[Data Boundary: Start]

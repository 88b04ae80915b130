//! # Movement Ledger
//!
//! Append-only transaction log scoped to one cash session, with derived
//! aggregates. This module holds the pure half: the session state machine
//! guards and the folds over the raw movement list. The storage half (one
//! transaction per append/remove) lives in `till-db`.
//!
//! ## Accumulator Contract
//! ```text
//! ┌─────────────────────────────────────────────────────────────────────────┐
//! │  CACHE, NEVER AUTHORITY                                                 │
//! │                                                                         │
//! │  append(movement)                                                       │
//! │       │                                                                 │
//! │       ├── movement row INSERT          ┐ one transaction:              │
//! │       └── accumulators += amount       ┘ a crash between them          │
//! │                                          must not be observable        │
//! │                                                                         │
//! │  At any point:                                                          │
//! │    totals(raw movement list) == cached accumulators                     │
//! │                                                                         │
//! │  After a crash that broke the invariant:                                │
//! │    the raw list wins; verify_cached_totals() detects the drift and     │
//! │    the session manager repairs the cache on load                        │
//! └─────────────────────────────────────────────────────────────────────────┘
//! ```

use chrono::{DateTime, NaiveDate, Utc};

use crate::error::{CoreError, CoreResult};
use crate::money::Money;
use crate::reconcile::{self, CashCount};
use crate::types::{CashSession, Movement, MovementKind, PaymentMethod, SessionStatus};
use crate::validation::{validate_movement_amount, validate_opening_amount};

// =============================================================================
// Session State Machine
// =============================================================================

impl CashSession {
    /// Creates a new Open session for a date.
    ///
    /// Fails with a validation error on a negative opening amount. The
    /// one-session-per-date uniqueness check belongs to the session
    /// manager (it needs storage to answer it).
    pub fn open(date: NaiveDate, opening: Money, opened_at: DateTime<Utc>) -> CoreResult<Self> {
        validate_opening_amount(opening.cents())?;

        Ok(CashSession {
            date,
            status: SessionStatus::Open,
            opening_cents: opening.cents(),
            income_cents: 0,
            expense_cents: 0,
            profit_cents: 0,
            counted_cents: None,
            difference_cents: None,
            opened_at,
            closed_at: None,
            version: 0,
        })
    }

    /// Fails with SessionState unless this session is Open.
    pub fn ensure_open(&self, operation: &str) -> CoreResult<()> {
        if self.is_open() {
            Ok(())
        } else {
            Err(CoreError::session_state(
                self.date,
                self.status.as_str(),
                operation,
            ))
        }
    }

    /// Applies a movement append to the cached accumulators.
    ///
    /// Guards session state and validates the amount BEFORE mutating, so a
    /// failure leaves the session untouched. The caller persists the
    /// movement row and the new accumulator values in one transaction.
    pub fn apply_append(&mut self, movement: &Movement) -> CoreResult<()> {
        self.ensure_open("append movement")?;
        validate_movement_amount(movement.amount_cents)?;

        match movement.kind {
            MovementKind::Income => self.income_cents += movement.amount_cents,
            MovementKind::Expense => self.expense_cents += movement.amount_cents,
        }
        self.profit_cents += movement.source.profit_cents();

        Ok(())
    }

    /// Reverses a movement's accumulator effect (the delete correction).
    pub fn apply_remove(&mut self, movement: &Movement) -> CoreResult<()> {
        self.ensure_open("remove movement")?;

        match movement.kind {
            MovementKind::Income => self.income_cents -= movement.amount_cents,
            MovementKind::Expense => self.expense_cents -= movement.amount_cents,
        }
        self.profit_cents -= movement.source.profit_cents();

        Ok(())
    }

    /// Closes the session against a counted drawer amount.
    ///
    /// Computes the reconciliation snapshot from the raw movement list,
    /// freezes the session and writes the closing fields exactly once.
    /// Closing an already-Closed session is a hard error, never a no-op:
    /// a double-close means two people counted the same drawer.
    pub fn close(
        &mut self,
        movements: &[Movement],
        counted: Money,
        closed_at: DateTime<Utc>,
    ) -> CoreResult<CashCount> {
        self.ensure_open("close session")?;

        let count = reconcile::reconcile(self.opening(), movements, counted);

        self.status = SessionStatus::Closed;
        self.counted_cents = Some(count.counted_cents);
        self.difference_cents = Some(count.difference_cents);
        self.closed_at = Some(closed_at);

        Ok(count)
    }
}

// =============================================================================
// Aggregate Folds
// =============================================================================

/// Totals recomputed from a raw movement list.
#[derive(Debug, Clone, Copy, PartialEq, Eq, Default)]
pub struct LedgerTotals {
    pub income: Money,
    pub expense: Money,
    pub profit: Money,
}

/// Pure fold over the movement list. Order-independent.
pub fn totals(movements: &[Movement]) -> LedgerTotals {
    movements.iter().fold(LedgerTotals::default(), |mut acc, m| {
        match m.kind {
            MovementKind::Income => acc.income += m.amount(),
            MovementKind::Expense => acc.expense += m.amount(),
        }
        acc.profit += m.profit();
        acc
    })
}

/// Sum of movement amounts of one kind.
pub fn total_by_kind(movements: &[Movement], kind: MovementKind) -> Money {
    movements
        .iter()
        .filter(|m| m.kind == kind)
        .map(Movement::amount)
        .sum()
}

/// Sum of movement amounts of one kind settled by one method.
pub fn total_by_method(movements: &[Movement], kind: MovementKind, method: PaymentMethod) -> Money {
    movements
        .iter()
        .filter(|m| m.kind == kind && m.method == method)
        .map(Movement::amount)
        .sum()
}

// =============================================================================
// Movement Filter
// =============================================================================

/// Kind/method predicates for reporting queries.
///
/// Produces a lazy, restartable iterator over a movement slice; calling
/// [`MovementFilter::iter`] again restarts from the beginning. Never
/// mutates anything.
///
/// ## Example
/// ```rust,ignore
/// let cash_income = MovementFilter::new()
///     .kind(MovementKind::Income)
///     .method(PaymentMethod::Cash);
/// for m in cash_income.iter(&movements) { /* render row */ }
/// ```
#[derive(Debug, Clone, Copy, Default)]
pub struct MovementFilter {
    kind: Option<MovementKind>,
    method: Option<PaymentMethod>,
    settlements_only: bool,
}

impl MovementFilter {
    /// A filter matching every movement.
    pub fn new() -> Self {
        Self::default()
    }

    /// Restrict to one movement kind.
    pub fn kind(mut self, kind: MovementKind) -> Self {
        self.kind = Some(kind);
        self
    }

    /// Restrict to one payment method.
    pub fn method(mut self, method: PaymentMethod) -> Self {
        self.method = Some(method);
        self
    }

    /// Restrict to credit-sale settlement movements.
    pub fn settlements_only(mut self) -> Self {
        self.settlements_only = true;
        self
    }

    /// Whether a movement passes all configured predicates.
    pub fn matches(&self, movement: &Movement) -> bool {
        if let Some(kind) = self.kind {
            if movement.kind != kind {
                return false;
            }
        }
        if let Some(method) = self.method {
            if movement.method != method {
                return false;
            }
        }
        if self.settlements_only && !movement.source.is_settlement() {
            return false;
        }
        true
    }

    /// Lazy iterator over matching movements, in insertion order.
    pub fn iter<'a>(&'a self, movements: &'a [Movement]) -> impl Iterator<Item = &'a Movement> {
        movements.iter().filter(move |m| self.matches(m))
    }
}

// =============================================================================
// Cache Drift Detection
// =============================================================================

/// Cached accumulators disagreeing with the raw movement list.
#[derive(Debug, Clone, Copy, PartialEq, Eq)]
pub struct CacheDrift {
    pub cached: LedgerTotals,
    pub recomputed: LedgerTotals,
}

/// Compares a session's cached accumulators against a recomputation from
/// the raw movement list.
///
/// `Err(CacheDrift)` means a past multi-step write was torn (crash between
/// movement insert and accumulator update). The raw list is the source of
/// truth; the session manager repairs the cache and logs the repair.
pub fn verify_cached_totals(
    session: &CashSession,
    movements: &[Movement],
) -> Result<(), CacheDrift> {
    let recomputed = totals(movements);
    let cached = LedgerTotals {
        income: session.income(),
        expense: session.expense(),
        profit: Money::from_cents(session.profit_cents),
    };

    if cached == recomputed {
        Ok(())
    } else {
        Err(CacheDrift { cached, recomputed })
    }
}

// =============================================================================
// Unit Tests
// =============================================================================
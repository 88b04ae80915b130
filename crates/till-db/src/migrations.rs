//! # Database Migrations
//!
//! Embedded SQL migrations for the ledger schema.
//!
//! ## How Migrations Work
//! ```text
//! ┌─────────────────────────────────────────────────────────────────────────┐
//! │                      Migration Process                                  │
//! │                                                                         │
//! │  App Startup                                                           │
//! │       │                                                                 │
//! │       ▼                                                                 │
//! │  Check _sqlx_migrations table                                          │
//! │       │                                                                 │
//! │       ├── Table doesn't exist? Create it                               │
//! │       │                                                                 │
//! │       ▼                                                                 │
//! │  Compare embedded migrations vs applied                                │
//! │       │                                                                 │
//! │       ▼                                                                 │
//! │  Run pending migrations in order, record each in _sqlx_migrations      │
//! │       │                                                                 │
//! │       ▼                                                                 │
//! │  App continues startup                                                 │
//! │                                                                         │
//! └─────────────────────────────────────────────────────────────────────────┘
//! ```
//!
//! ## Adding New Migrations
//!
//! 1. Create a new file in `migrations/sqlite/` with the next sequence number
//! 2. Name format: `NNN_description.sql` (e.g., `002_add_suppliers.sql`)
//! 3. Write idempotent SQL (use `IF NOT EXISTS` where possible)
//! 4. **NEVER** modify existing migrations - always add new ones

use sqlx::SqlitePool;
use tracing::info;

use crate::error::StoreResult;

/// Embedded migrations from the `migrations/sqlite` directory.
///
/// The `sqlx::migrate!()` macro embeds all SQL files from the specified
/// directory into the binary at compile time. No runtime file access needed.
static MIGRATOR: sqlx::migrate::Migrator = sqlx::migrate!("../../migrations/sqlite");

/// Runs all pending database migrations.
///
/// ## Safety
/// - Idempotent: safe to run multiple times
/// - Transactional: each migration runs in a transaction
/// - Ordered: migrations run in filename order (001, 002, ...)
pub async fn run_migrations(pool: &SqlitePool) -> StoreResult<()> {
    info!("Checking for pending migrations");

    MIGRATOR.run(pool).await?;

    info!("All migrations applied successfully");
    Ok(())
}

/// Returns (total_migrations, applied_migrations), for diagnostics.
pub async fn migration_status(pool: &SqlitePool) -> StoreResult<(usize, usize)> {
    let total = MIGRATOR.migrations.len();

    let applied: i64 = sqlx::query_scalar("SELECT COUNT(*) FROM _sqlx_migrations")
        .fetch_one(pool)
        .await
        .unwrap_or(0);

    Ok((total, applied as usize))
}
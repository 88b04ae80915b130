//! # Ledger Events
//!
//! Notification stream from the repositories to the presentation layer.
//!
//! ## Event Flow
//! ```text
//! ┌─────────────────────────────────────────────────────────────────────────┐
//! │                       Notification Flow                                 │
//! │                                                                         │
//! │  Repository mutation commits                                           │
//! │       │                                                                 │
//! │       ▼                                                                 │
//! │  NotificationSink::notify(LedgerEvent)                                 │
//! │       │                                                                 │
//! │       ├── TracingSink   → structured log line (default)                │
//! │       └── MemorySink    → captured Vec (tests, assertions)             │
//! │                                                                         │
//! │  Events fire AFTER the transaction commits (success events) or after   │
//! │  the rejection is final (InsufficientStock, OverpaymentRejected):      │
//! │  a sink never observes state that later rolled back.                   │
//! └─────────────────────────────────────────────────────────────────────────┘
//! ```

use std::fmt;
use std::sync::Mutex;

use chrono::NaiveDate;
use tracing::{info, warn};

use till_core::reconcile::CashCount;
use till_core::types::{MovementKind, PaymentMethod};

// =============================================================================
// LedgerEvent
// =============================================================================

/// Something the dashboard may want to react to.
#[derive(Debug, Clone, PartialEq)]
pub enum LedgerEvent {
    SessionOpened {
        date: NaiveDate,
        opening_cents: i64,
    },
    SessionClosed {
        date: NaiveDate,
        count: CashCount,
    },
    MovementAppended {
        date: NaiveDate,
        movement_id: String,
        kind: MovementKind,
        amount_cents: i64,
    },
    MovementRemoved {
        date: NaiveDate,
        movement_id: String,
    },
    CreditSaleRecorded {
        sale_id: String,
        customer: String,
        total_cents: i64,
    },
    PaymentRecorded {
        sale_id: String,
        amount_cents: i64,
    },
    CreditSaleSettled {
        sale_id: String,
        method: PaymentMethod,
    },
    /// A settling payment committed but its ledger leg could not post
    /// because no session was Open for the day. Never silent: the operator
    /// appends the movement manually once a session is open.
    SettlementPostingDeferred {
        sale_id: String,
        date: NaiveDate,
        reason: String,
    },
    InsufficientStock {
        product_id: String,
    },
    OverpaymentRejected {
        sale_id: String,
        attempted_cents: i64,
    },
}

// =============================================================================
// NotificationSink
// =============================================================================

/// Receiver of ledger events.
pub trait NotificationSink: fmt::Debug + Send + Sync {
    fn notify(&self, event: LedgerEvent);
}

/// Default sink: structured log lines via `tracing`.
///
/// Rejections and deferred postings log at `warn`, everything else at
/// `info`.
#[derive(Debug, Default, Clone, Copy)]
pub struct TracingSink;

impl NotificationSink for TracingSink {
    fn notify(&self, event: LedgerEvent) {
        match &event {
            LedgerEvent::SettlementPostingDeferred { sale_id, date, reason } => {
                warn!(%sale_id, %date, reason, "settlement ledger leg deferred");
            }
            LedgerEvent::InsufficientStock { product_id } => {
                warn!(%product_id, "sale rejected: insufficient stock");
            }
            LedgerEvent::OverpaymentRejected { sale_id, attempted_cents } => {
                warn!(%sale_id, attempted_cents, "payment rejected: overpayment");
            }
            _ => {
                info!(?event, "ledger event");
            }
        }
    }
}

/// Capturing sink for tests: stores every event in order.
#[derive(Debug, Default)]
pub struct MemorySink {
    events: Mutex<Vec<LedgerEvent>>,
}

impl MemorySink {
    /// Snapshot of all events received so far.
    pub fn events(&self) -> Vec<LedgerEvent> {
        self.events.lock().map(|e| e.clone()).unwrap_or_default()
    }

    /// Drains and returns the captured events.
    pub fn take(&self) -> Vec<LedgerEvent> {
        self.events.lock().map(|mut e| std::mem::take(&mut *e)).unwrap_or_default()
    }
}

impl NotificationSink for MemorySink {
    fn notify(&self, event: LedgerEvent) {
        if let Ok(mut events) = self.events.lock() {
            events.push(event);
        }
    }
}

// =============================================================================
// Unit Tests
// =============================================================================

#[cfg(test)]
mod tests {
    use super::*;

    #[test]
    fn test_memory_sink_captures_in_order() {
        let sink = MemorySink::default();
        sink.notify(LedgerEvent::MovementRemoved {
            date: NaiveDate::from_ymd_opt(2026, 3, 14).unwrap(),
            movement_id: "m1".to_string(),
        });
        sink.notify(LedgerEvent::PaymentRecorded {
            sale_id: "s1".to_string(),
            amount_cents: 500,
        });

        let events = sink.take();
        assert_eq!(events.len(), 2);
        assert!(matches!(events[0], LedgerEvent::MovementRemoved { .. }));
        assert!(matches!(events[1], LedgerEvent::PaymentRecorded { .. }));
        assert!(sink.events().is_empty());
    }
}
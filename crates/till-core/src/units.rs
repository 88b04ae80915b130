//! # Unit Conversion Module
//!
//! Normalizes quantities across measurement units and performs stock
//! deduction checks. This is the single conversion table in the system:
//! stock math and weight-priced billing both go through it, so the two can
//! never drift apart by rounding differently.
//!
//! ## Canonical Bases
//! ```text
//! ┌─────────────────────────────────────────────────────────────────────────┐
//! │                       Measurement Classes                               │
//! │                                                                         │
//! │   Class     Base unit      Non-base units                              │
//! │   ───────   ────────────   ──────────────────────                      │
//! │   Mass      gram (g)       kilogram (kg)  ×1000                        │
//! │   Volume    milliliter     liter (l)      ×1000                        │
//! │   Count     piece (pc)     —                                           │
//! │                                                                         │
//! │   Internal resolution: thousandths of the base unit ("base milli").    │
//! │   2.5 kg → 2500 milli-kg → 2 500 000 milli-g → back → 2.5 kg exactly.  │
//! └─────────────────────────────────────────────────────────────────────────┘
//! ```
//!
//! ## Why Integer Thousandths?
//! Same reasoning as integer cents in [`crate::money`]: a deduction of
//! 2.5 kg from a 5 kg stock must leave exactly 2.5 kg, not 2.4999999 kg.

use serde::{Deserialize, Serialize};
use std::fmt;
use ts_rs::TS;

use crate::error::{CoreError, CoreResult, ValidationError};
use crate::money::Money;

// =============================================================================
// Unit & UnitClass
// =============================================================================

/// Measurement class of a unit. Quantities can only be compared or combined
/// within one class.
#[derive(Debug, Clone, Copy, PartialEq, Eq, Serialize, Deserialize, TS)]
#[ts(export)]
#[serde(rename_all = "snake_case")]
pub enum UnitClass {
    Mass,
    Volume,
    Count,
}

/// A measurement unit accepted by the catalog and sale entry forms.
#[derive(Debug, Clone, Copy, PartialEq, Eq, PartialOrd, Ord, Serialize, Deserialize, TS)]
#[cfg_attr(feature = "sqlx", derive(sqlx::Type))]
#[cfg_attr(feature = "sqlx", sqlx(rename_all = "lowercase"))]
#[ts(export)]
#[serde(rename_all = "snake_case")]
pub enum Unit {
    Gram,
    Kilogram,
    Milliliter,
    Liter,
    Piece,
}

impl Unit {
    /// Returns the measurement class this unit belongs to.
    pub const fn class(&self) -> UnitClass {
        match self {
            Unit::Gram | Unit::Kilogram => UnitClass::Mass,
            Unit::Milliliter | Unit::Liter => UnitClass::Volume,
            Unit::Piece => UnitClass::Count,
        }
    }

    /// Returns the canonical base unit of this unit's class.
    pub const fn base(&self) -> Unit {
        match self.class() {
            UnitClass::Mass => Unit::Gram,
            UnitClass::Volume => Unit::Milliliter,
            UnitClass::Count => Unit::Piece,
        }
    }

    /// Fixed multiplicative factor to the base unit (base units per 1 of
    /// this unit).
    pub const fn factor(&self) -> i64 {
        match self {
            Unit::Kilogram | Unit::Liter => 1000,
            Unit::Gram | Unit::Milliliter | Unit::Piece => 1,
        }
    }

    /// Whether this unit is its class's base unit.
    pub const fn is_base(&self) -> bool {
        self.factor() == 1
    }

    /// Short display symbol.
    pub const fn symbol(&self) -> &'static str {
        match self {
            Unit::Gram => "g",
            Unit::Kilogram => "kg",
            Unit::Milliliter => "ml",
            Unit::Liter => "l",
            Unit::Piece => "pc",
        }
    }
}

impl fmt::Display for Unit {
    fn fmt(&self, f: &mut fmt::Formatter<'_>) -> fmt::Result {
        f.write_str(self.symbol())
    }
}

// =============================================================================
// Quantity
// =============================================================================

/// A quantity expressed in thousandths ("milli") of a given unit.
///
/// ## Example
/// ```rust
/// use till_core::units::{Quantity, Unit};
///
/// let q = Quantity::new(2500, Unit::Kilogram); // 2.5 kg
/// assert_eq!(q.to_string(), "2.5 kg");
/// ```
#[derive(Debug, Clone, Copy, PartialEq, Eq, Serialize, Deserialize, TS)]
#[ts(export)]
pub struct Quantity {
    /// Thousandths of `unit`. 2500 with Kilogram = 2.5 kg.
    milli: i64,
    unit: Unit,
}

impl Quantity {
    /// Creates a quantity from thousandths of the given unit.
    #[inline]
    pub const fn new(milli: i64, unit: Unit) -> Self {
        Quantity { milli, unit }
    }

    /// Creates a whole-number quantity (e.g. 3 pieces, 500 grams).
    #[inline]
    pub const fn from_whole(amount: i64, unit: Unit) -> Self {
        Quantity {
            milli: amount * 1000,
            unit,
        }
    }

    /// Thousandths of this quantity's unit.
    #[inline]
    pub const fn milli(&self) -> i64 {
        self.milli
    }

    /// The unit this quantity is expressed in.
    #[inline]
    pub const fn unit(&self) -> Unit {
        self.unit
    }

    #[inline]
    pub const fn is_zero(&self) -> bool {
        self.milli == 0
    }

    /// Converts to the canonical base unit of this quantity's class.
    ///
    /// Pure, constant-time, exact: the factor is a fixed integer.
    #[inline]
    pub fn to_base(&self) -> BaseQuantity {
        BaseQuantity {
            milli: self.milli * self.unit.factor(),
            unit: self.unit.base(),
        }
    }
}

impl fmt::Display for Quantity {
    fn fmt(&self, f: &mut fmt::Formatter<'_>) -> fmt::Result {
        write!(f, "{} {}", self.milli as f64 / 1000.0, self.unit)
    }
}

// =============================================================================
// BaseQuantity
// =============================================================================

/// A quantity normalized to thousandths of its class's base unit.
///
/// Stock levels are stored in this form, so deduction is a plain integer
/// subtraction regardless of which unit the sale was entered in.
#[derive(Debug, Clone, Copy, PartialEq, Eq, PartialOrd, Ord, Serialize, Deserialize, TS)]
#[ts(export)]
pub struct BaseQuantity {
    milli: i64,
    unit: Unit,
}

impl BaseQuantity {
    /// Creates a base quantity from thousandths of a base unit.
    ///
    /// Returns a validation error if `unit` is not a base unit.
    pub fn new(milli: i64, unit: Unit) -> CoreResult<Self> {
        if !unit.is_base() {
            return Err(ValidationError::InvalidFormat {
                field: "unit".to_string(),
                reason: format!("{unit} is not a base unit"),
            }
            .into());
        }
        Ok(BaseQuantity { milli, unit })
    }

    /// Creates a base quantity in the base unit of `unit`'s class.
    ///
    /// Infallible form used when rehydrating stored stock levels, which are
    /// always persisted in base milli.
    #[inline]
    pub const fn of_base(milli: i64, unit: Unit) -> Self {
        BaseQuantity {
            milli,
            unit: unit.base(),
        }
    }

    /// Thousandths of the base unit.
    #[inline]
    pub const fn milli(&self) -> i64 {
        self.milli
    }

    /// The base unit (gram, milliliter or piece).
    #[inline]
    pub const fn unit(&self) -> Unit {
        self.unit
    }

    #[inline]
    pub const fn is_zero(&self) -> bool {
        self.milli == 0
    }

    /// Re-expresses this quantity in the given unit of the same class.
    ///
    /// Fails with `IncompatibleUnits` across classes, or `InvalidFormat`
    /// when the value does not divide evenly into the target unit (the
    /// stock resolution is thousandths of the base unit; callers that need
    /// a guaranteed representation use [`BaseQuantity::as_quantity`]).
    ///
    /// ## Round-Trip Identity
    /// ```rust
    /// use till_core::units::{Quantity, Unit};
    ///
    /// let q = Quantity::new(2500, Unit::Kilogram); // 2.5 kg
    /// let base = q.to_base();                      // 2 500 000 milli-g
    /// assert_eq!(base.in_unit(Unit::Kilogram).unwrap(), q);
    /// ```
    pub fn in_unit(&self, unit: Unit) -> CoreResult<Quantity> {
        if unit.class() != self.unit.class() {
            return Err(ValidationError::IncompatibleUnits {
                left: self.unit.to_string(),
                right: unit.to_string(),
            }
            .into());
        }

        let factor = unit.factor();
        if self.milli % factor != 0 {
            return Err(ValidationError::InvalidFormat {
                field: "quantity".to_string(),
                reason: format!("{} does not divide evenly into {unit}", self.as_quantity()),
            }
            .into());
        }

        Ok(Quantity::new(self.milli / factor, unit))
    }

    /// This quantity expressed in its base unit. Always exact.
    #[inline]
    pub const fn as_quantity(&self) -> Quantity {
        Quantity::new(self.milli, self.unit)
    }

    /// Best display form: the requested unit when exact, base unit otherwise.
    pub fn display_in(&self, unit: Unit) -> Quantity {
        self.in_unit(unit).unwrap_or_else(|_| self.as_quantity())
    }
}

impl fmt::Display for BaseQuantity {
    fn fmt(&self, f: &mut fmt::Formatter<'_>) -> fmt::Result {
        self.as_quantity().fmt(f)
    }
}

// =============================================================================
// Stock Deduction
// =============================================================================

/// Deducts a sold quantity from a stock level, all-or-nothing.
///
/// ## Behavior
/// - Cross-class deduction (liters from grams) → `IncompatibleUnits`
/// - Non-positive sold quantity → `MustBePositive`
/// - Sold exceeds stock → `InsufficientStock`, stock untouched
/// - Otherwise returns the new stock level; the caller persists it and
///   re-expresses it in the product's display unit
///
/// ## Example
/// ```rust
/// use till_core::units::{deduct, BaseQuantity, Quantity, Unit};
///
/// let stock = BaseQuantity::new(5_000_000, Unit::Gram).unwrap(); // 5000 g
/// let sold = Quantity::new(2500, Unit::Kilogram);                // 2.5 kg
///
/// let remaining = deduct("prod-1", stock, sold).unwrap();
/// assert_eq!(remaining.in_unit(Unit::Kilogram).unwrap().to_string(), "2.5 kg");
/// ```
pub fn deduct(product_id: &str, stock: BaseQuantity, sold: Quantity) -> CoreResult<BaseQuantity> {
    if sold.unit().class() != stock.unit().class() {
        return Err(ValidationError::IncompatibleUnits {
            left: stock.unit().to_string(),
            right: sold.unit().to_string(),
        }
        .into());
    }

    if sold.milli() <= 0 {
        return Err(ValidationError::MustBePositive {
            field: "quantity".to_string(),
        }
        .into());
    }

    let sold_base = sold.to_base();
    if sold_base.milli() > stock.milli() {
        return Err(CoreError::InsufficientStock {
            product_id: product_id.to_string(),
            available: stock.display_in(sold.unit()),
            requested: sold,
        });
    }

    // Exact: both sides are in base milli, no rounding anywhere.
    Ok(BaseQuantity {
        milli: stock.milli() - sold_base.milli(),
        unit: stock.unit(),
    })
}

// =============================================================================
// Weight-Priced Billing
// =============================================================================

/// Computes a line total for goods priced per unit (e.g. per kilogram).
///
/// Uses the same conversion table as stock deduction so billing and stock
/// can never round apart. Half-up integer rounding on the final cent.
///
/// ## Example
/// ```rust
/// use till_core::money::Money;
/// use till_core::units::{extended_price, Quantity, Unit};
///
/// // $4.00 per kg, selling 2.5 kg = $10.00
/// let total = extended_price(Money::from_cents(400), Unit::Kilogram,
///                            Quantity::new(2500, Unit::Kilogram)).unwrap();
/// assert_eq!(total.cents(), 1000);
/// ```
pub fn extended_price(unit_price: Money, priced_unit: Unit, qty: Quantity) -> CoreResult<Money> {
    if qty.unit().class() != priced_unit.class() {
        return Err(ValidationError::IncompatibleUnits {
            left: priced_unit.to_string(),
            right: qty.unit().to_string(),
        }
        .into());
    }

    let base = qty.to_base();

    // total = price × (base milli / (priced factor × 1000)), rounded half-up.
    // i128 to prevent overflow on large amounts.
    let denom = priced_unit.factor() as i128 * 1000;
    let cents = (unit_price.cents() as i128 * base.milli() as i128 + denom / 2) / denom;

    Ok(Money::from_cents(cents as i64))
}

// =============================================================================
// Unit Tests
// =============================================================================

[Data Boundary: End]

Aim of the task: Copy all lines above where "lock" is present.

Result:
        self.events.lock().map(|e| e.clone()).unwrap_or_default()
        self.events.lock().map(|mut e| std::mem::take(&mut *e)).unwrap_or_default()
        if let Ok(mut events) = self.events.lock() {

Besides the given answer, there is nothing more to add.